Sejak kepindahan kantorku dari daerah semanggi ke daerah dukuh atas awal
tahun 2013, pilihan berangkat ke kantor mengunakan commuter line
menjadi pilihan utama. Disamping belum punya kartu parkir di gedung
yang baru, juga aku masih mengalami kesulitan men"siasati" jalur tri in
one yang harus dilalui.
Seperti biasa, pagi ini tanggal 17
Januari 2013 jam 5.50, dengan sedikit malas karena hujan semaleman belum
reda sampai pagi tadi, aku sudah keluar dari rumah menuju statsiun
kira-kira perjalanan 3 menit dari rumah ke jalan raya, terus 2 menit
menyebrang, dan 5 menit naik angkot dengan jarak sekitar 1,5 kilometer.

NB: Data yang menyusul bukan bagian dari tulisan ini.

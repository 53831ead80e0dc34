pub mod branch;
pub mod chat;
pub mod content;
pub mod user;

pub use branch::*;
pub use chat::*;
pub use content::*;
pub use user::*;
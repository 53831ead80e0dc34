/// Characters accepted as the "special character" of a password
pub const PASSWORD_SPECIAL_CHARS: &str = "!@#$%^&*(),.?\":{}|<>";

/// Hash a password using bcrypt with the given cost
pub fn hash_password(password: &str, cost: u32) -> Result<String, bcrypt::BcryptError> {
    bcrypt::hash(password, cost)
}

/// Verify a password against a stored bcrypt hash
pub fn verify_password(password: &str, hashed: &str) -> Result<bool, bcrypt::BcryptError> {
    bcrypt::verify(password, hashed)
}

/// Check password composition rules.
///
/// Returns the list of missing requirements, empty when the password is accepted.
pub fn missing_password_requirements(password: &str) -> Vec<&'static str> {
    let mut missing = Vec::new();

    if !password.chars().any(|c| c.is_ascii_uppercase()) {
        missing.push("at least one uppercase letter");
    }
    if !password.chars().any(|c| c.is_ascii_lowercase()) {
        missing.push("at least one lowercase letter");
    }
    if !password.chars().any(|c| c.is_ascii_digit()) {
        missing.push("at least one number");
    }
    if !password.chars().any(|c| PASSWORD_SPECIAL_CHARS.contains(c)) {
        missing.push("at least one special character");
    }

    missing
}

/// Validate password strength, producing a readable message on failure
pub fn validate_password_strength(password: &str) -> Result<(), String> {
    let missing = missing_password_requirements(password);
    if missing.is_empty() {
        Ok(())
    } else {
        Err(format!("Password must contain {}", missing.join(", ")))
    }
}

/// Minimal structural email check: one '@', non-empty local part, dotted domain
pub fn is_valid_email(email: &str) -> bool {
    let Some((local, domain)) = email.split_once('@') else {
        return false;
    };

    !local.is_empty()
        && !domain.contains('@')
        && !email.chars().any(char::is_whitespace)
        && domain
            .split('.')
            .filter(|label| !label.is_empty())
            .count()
            >= 2
        && !domain.starts_with('.')
        && !domain.ends_with('.')
}

#[cfg(test)]
mod tests {
    use super::*;

    // bcrypt's minimum cost keeps the tests fast
    const TEST_COST: u32 = 4;

    #[test]
    fn test_hash_and_verify_password() {
        let hashed = hash_password("P@ssw0rd1", TEST_COST).unwrap();

        assert!(!hashed.is_empty());
        assert!(verify_password("P@ssw0rd1", &hashed).unwrap());
        assert!(!verify_password("wrong_password", &hashed).unwrap());
    }

    #[test]
    fn test_hashes_are_salted() {
        let first = hash_password("P@ssw0rd1", TEST_COST).unwrap();
        let second = hash_password("P@ssw0rd1", TEST_COST).unwrap();
        assert_ne!(first, second);
    }

    #[test]
    fn test_password_strength() {
        assert!(validate_password_strength("P@ssw0rd1").is_ok());

        let err = validate_password_strength("password").unwrap_err();
        assert_eq!(
            err,
            "Password must contain at least one uppercase letter, at least one number, at least one special character"
        );

        assert_eq!(
            missing_password_requirements("PASSWORD1!"),
            vec!["at least one lowercase letter"]
        );
    }

    #[test]
    fn test_is_valid_email() {
        assert!(is_valid_email("alice@x.com"));
        assert!(is_valid_email("a.b+c@mail.example.org"));
        assert!(!is_valid_email("alice"));
        assert!(!is_valid_email("@x.com"));
        assert!(!is_valid_email("alice@x"));
        assert!(!is_valid_email("alice@@x.com"));
        assert!(!is_valid_email("al ice@x.com"));
        assert!(!is_valid_email("alice@.com"));
    }
}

Gumpalan awan hitam dan hujan kecil yang konsisten turun sejak semalam,
menutup cahaya matahari sehingga rasanya tidak dapat membedakan apakah
jamku bener sudah hampir jam enam, atau mungkin salah. Rasanya seperti
masih jam empat pagi.
Alhamdulillah naik commuter line dapat
tempat duduk. Biasanya jarang-jarang dapat tempat duduk. Sekedar dapat
tempat senderan ke tiang dekat pintu saja sudah untung, bisa mengurangi
beban pegal di kaki. Commuter berjalan sangat lambat, sering berhenti
baik di statsiun ataupun di jalan. Seperti biasa, sebagai penumpang,
kita tidak atau jarang diinformasikan kenapa hal tersebut terjadi.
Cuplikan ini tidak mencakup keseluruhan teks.